Fungal pretreatment of raw digested piggery wastewater enhancing the survival of algae as biofuel feedstock

BACKGROUND: Understanding about the impact of white rot fungi on indigenous bacterial communities, NH(4) (+) and turbidity in digested piggery wastewater, will allow the optimization of wastewater treatment methods and its use as a feasible medium for algal growth. Here, the white rot fungi were inoculated into undiluted and unsterilized digested piggery wastewater under different temperatures and pH regimes in order to lower the pretreatment cost. Diversity and abundance of the bacterial communities in the pretreated wastewater were assessed by PCR-denaturing gradient gel electrophoresis coupled with 16S rDNA sequencing. RESULTS: The research showed a significant reduction on the microbial diversity with the presence of white rot fungi which occur at pH 6. The distribution and presence of bacteria taxa were strongly correlated with NH(4) (+) concentration, pH, and the presence of white rot fungi. Variance partition analysis also showed that the effect on the chlorophyll content of algae in fungi-filtered wastewater was as the following hierarchy: bacterial diversity > NH(4) (+) > turbidity.

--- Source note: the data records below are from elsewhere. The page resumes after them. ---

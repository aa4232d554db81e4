//! # Module locator.
//!
//! Resolves the capability object from one or more host registries whose
//! naming conventions are not standardized.
//!
//! ## Lookup order (per source)
//! ```text
//! source.get(name), source.get(alias…)       (accessor-style registries)
//! source.property(name)
//! source.property(alias…)
//! case-insensitive scan of source.keys()
//! ```
//! The first hit wins. When nothing matches, the failure lists every key
//! observed across all sources (deduplicated), never the objects themselves.
//!
//! ## Rules
//! - Pure lookup: no caching, safe to call concurrently and repeatedly.
//! - The host may replace a registration at any time; the next lookup sees it.

use std::collections::BTreeMap;
use std::sync::Arc;

use parking_lot::RwLock;

use super::capability::CapabilityHandle;
use crate::error::{CanonicalResult, NotificationsError};

/// A place where the host registers native modules.
pub trait RegistrySource: Send + Sync + 'static {
    /// Name used in diagnostics (e.g. `"NativeModules"`).
    fn label(&self) -> &str;

    /// Accessor-style lookup; registries without a getter keep the default.
    fn get(&self, _name: &str) -> Option<CapabilityHandle> {
        None
    }

    /// Direct property access.
    fn property(&self, key: &str) -> Option<CapabilityHandle>;

    /// Enumerable keys.
    fn keys(&self) -> Vec<String>;
}

/// In-memory registry the host can mutate at runtime.
///
/// Plain registries answer [`RegistrySource::property`]; accessor registries
/// answer [`RegistrySource::get`] only. Both enumerate their keys.
pub struct MapRegistry {
    label: String,
    accessor_style: bool,
    entries: RwLock<BTreeMap<String, CapabilityHandle>>,
}

impl MapRegistry {
    /// A registry exposing modules as plain properties.
    pub fn new(label: impl Into<String>) -> Arc<Self> {
        Arc::new(Self {
            label: label.into(),
            accessor_style: false,
            entries: RwLock::new(BTreeMap::new()),
        })
    }

    /// A registry exposing modules through a `get(name)` accessor.
    pub fn accessor(label: impl Into<String>) -> Arc<Self> {
        Arc::new(Self {
            label: label.into(),
            accessor_style: true,
            entries: RwLock::new(BTreeMap::new()),
        })
    }

    /// Registers (or replaces) a module under `name`.
    pub fn register(&self, name: impl Into<String>, module: CapabilityHandle) {
        self.entries.write().insert(name.into(), module);
    }

    /// Removes a module; returns whether one was registered.
    pub fn remove(&self, name: &str) -> bool {
        self.entries.write().remove(name).is_some()
    }
}

impl RegistrySource for MapRegistry {
    fn label(&self) -> &str {
        &self.label
    }

    fn get(&self, name: &str) -> Option<CapabilityHandle> {
        if !self.accessor_style {
            return None;
        }
        self.entries.read().get(name).cloned()
    }

    fn property(&self, key: &str) -> Option<CapabilityHandle> {
        if self.accessor_style {
            return None;
        }
        self.entries.read().get(key).cloned()
    }

    fn keys(&self) -> Vec<String> {
        self.entries.read().keys().cloned().collect()
    }
}

/// Resolves the notifications capability across registry sources.
#[derive(Clone)]
pub struct ModuleLocator {
    name: String,
    aliases: Vec<String>,
    sources: Vec<Arc<dyn RegistrySource>>,
}

impl ModuleLocator {
    pub fn new(
        name: impl Into<String>,
        aliases: Vec<String>,
        sources: Vec<Arc<dyn RegistrySource>>,
    ) -> Self {
        Self {
            name: name.into(),
            aliases,
            sources,
        }
    }

    /// Canonical module name.
    pub fn name(&self) -> &str {
        &self.name
    }

    /// Looks the module up; fails with `NOTIFICATIONS_UNAVAILABLE` if no source has it.
    pub fn locate(&self) -> CanonicalResult<CapabilityHandle> {
        let mut observed: Vec<String> = Vec::new();

        for source in &self.sources {
            if let Some(found) = self.locate_in(source.as_ref(), &mut observed) {
                tracing::trace!(module = %self.name, source = source.label(), "native module located");
                return Ok(found);
            }
        }

        let registered = if observed.is_empty() {
            "none".to_string()
        } else {
            observed.join(", ")
        };
        Err(NotificationsError::unavailable(format!(
            "Native module \"{}\" is not available. Registered modules: {registered}.",
            self.name
        )))
    }

    fn locate_in(&self, source: &dyn RegistrySource, observed: &mut Vec<String>) -> Option<CapabilityHandle> {
        let names = || std::iter::once(self.name.as_str()).chain(self.aliases.iter().map(String::as_str));

        if let Some(found) = names().find_map(|n| source.get(n)) {
            return Some(found);
        }
        if let Some(found) = source.property(&self.name) {
            return Some(found);
        }
        if let Some(found) = self.aliases.iter().find_map(|a| source.property(a)) {
            return Some(found);
        }

        let keys = source.keys();
        let hit = keys
            .iter()
            .find(|key| names().any(|n| key.eq_ignore_ascii_case(n)))
            .and_then(|key| source.get(key).or_else(|| source.property(key)));

        for key in keys {
            if !observed.contains(&key) {
                observed.push(key);
            }
        }
        hit
    }
}
//! Conversions between [`NativeValue`] and `serde_json::Value`.
//!
//! Outbound arguments (requests, ids) are serialized with serde and wrapped
//! as plain values. Inbound values are materialized through a
//! [`FieldReader`] so accessor objects become plain JSON before typed
//! deserialization.

use std::panic::{self, AssertUnwindSafe};

use serde_json::{Map, Number, Value};

use super::{FieldReader, NativeValue};

/// Nesting guard for self-referencing accessor objects.
const MAX_DEPTH: usize = 32;

impl From<Value> for NativeValue {
    fn from(value: Value) -> Self {
        match value {
            Value::Null => NativeValue::Null,
            Value::Bool(b) => NativeValue::Bool(b),
            Value::Number(n) => NativeValue::Number(n.as_f64().unwrap_or(f64::NAN)),
            Value::String(s) => NativeValue::String(s),
            Value::Array(items) => NativeValue::Array(items.into_iter().map(Into::into).collect()),
            Value::Object(fields) => {
                NativeValue::Object(fields.into_iter().map(|(k, v)| (k, v.into())).collect())
            }
        }
    }
}

/// Converts `value` into plain JSON, reading accessor objects field by field.
///
/// - `Undefined` fields are dropped from objects (and become `null` in arrays).
/// - Non-finite numbers become `null`.
/// - Nesting deeper than an internal limit is truncated to `null`.
/// - Accessor objects whose keys cannot be listed become `null`.
pub fn materialize(reader: &FieldReader, value: &NativeValue) -> Value {
    materialize_at(reader, value, 0)
}

fn materialize_at(reader: &FieldReader, value: &NativeValue, depth: usize) -> Value {
    if depth > MAX_DEPTH {
        return Value::Null;
    }
    match value {
        NativeValue::Undefined | NativeValue::Null => Value::Null,
        NativeValue::Bool(b) => Value::Bool(*b),
        NativeValue::Number(n) => Number::from_f64(*n).map(Value::Number).unwrap_or(Value::Null),
        NativeValue::String(s) => Value::String(s.clone()),
        NativeValue::Array(items) => Value::Array(
            items
                .iter()
                .map(|item| materialize_at(reader, item, depth + 1))
                .collect(),
        ),
        NativeValue::Object(fields) => {
            let mut out = Map::new();
            for (key, field) in fields {
                if matches!(field, NativeValue::Undefined) {
                    continue;
                }
                out.insert(key.clone(), materialize_at(reader, field, depth + 1));
            }
            Value::Object(out)
        }
        NativeValue::Map(map) => {
            let Ok(keys) = panic::catch_unwind(AssertUnwindSafe(|| map.keys())) else {
                tracing::trace!(type_name = map.type_name(), "accessor keys panicked; materialized as null");
                return Value::Null;
            };
            let mut out = Map::new();
            for key in keys {
                if let Some(field) = reader.read(value, &key).into_option() {
                    out.insert(key, materialize_at(reader, &field, depth + 1));
                }
            }
            Value::Object(out)
        }
    }
}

Therefore, the algae in treated wastewater with less abundance of bacteria proliferated more successfully, indicating that bacterial community not only played an important role in algal growth but also imposed a strong top-down control on the algal population. The algae grown in wastewater treated with fungi reached the highest specific growth rate (0.033 day(−1)), whereas the controls displayed the negative specific growth rate. The fatty acid composition varied markedly in C16:0 and C18:0 between these treatments, with a higher content of C16:0. CONCLUSIONS: This study firstly showed that Chlorella can grow as cost-effective biofuel feedstocks in undiluted and unsterilized digested wastewater with high ammonium concentration and dark brown color because the bacterial abundance of digested piggery wastewater could be reduced greatly by the white rot fungi. ELECTRONIC SUPPLEMENTARY MATERIAL: The online version of this article (doi:10.1186/s40643-016-0136-2) contains supplementary material, which is available to authorized users.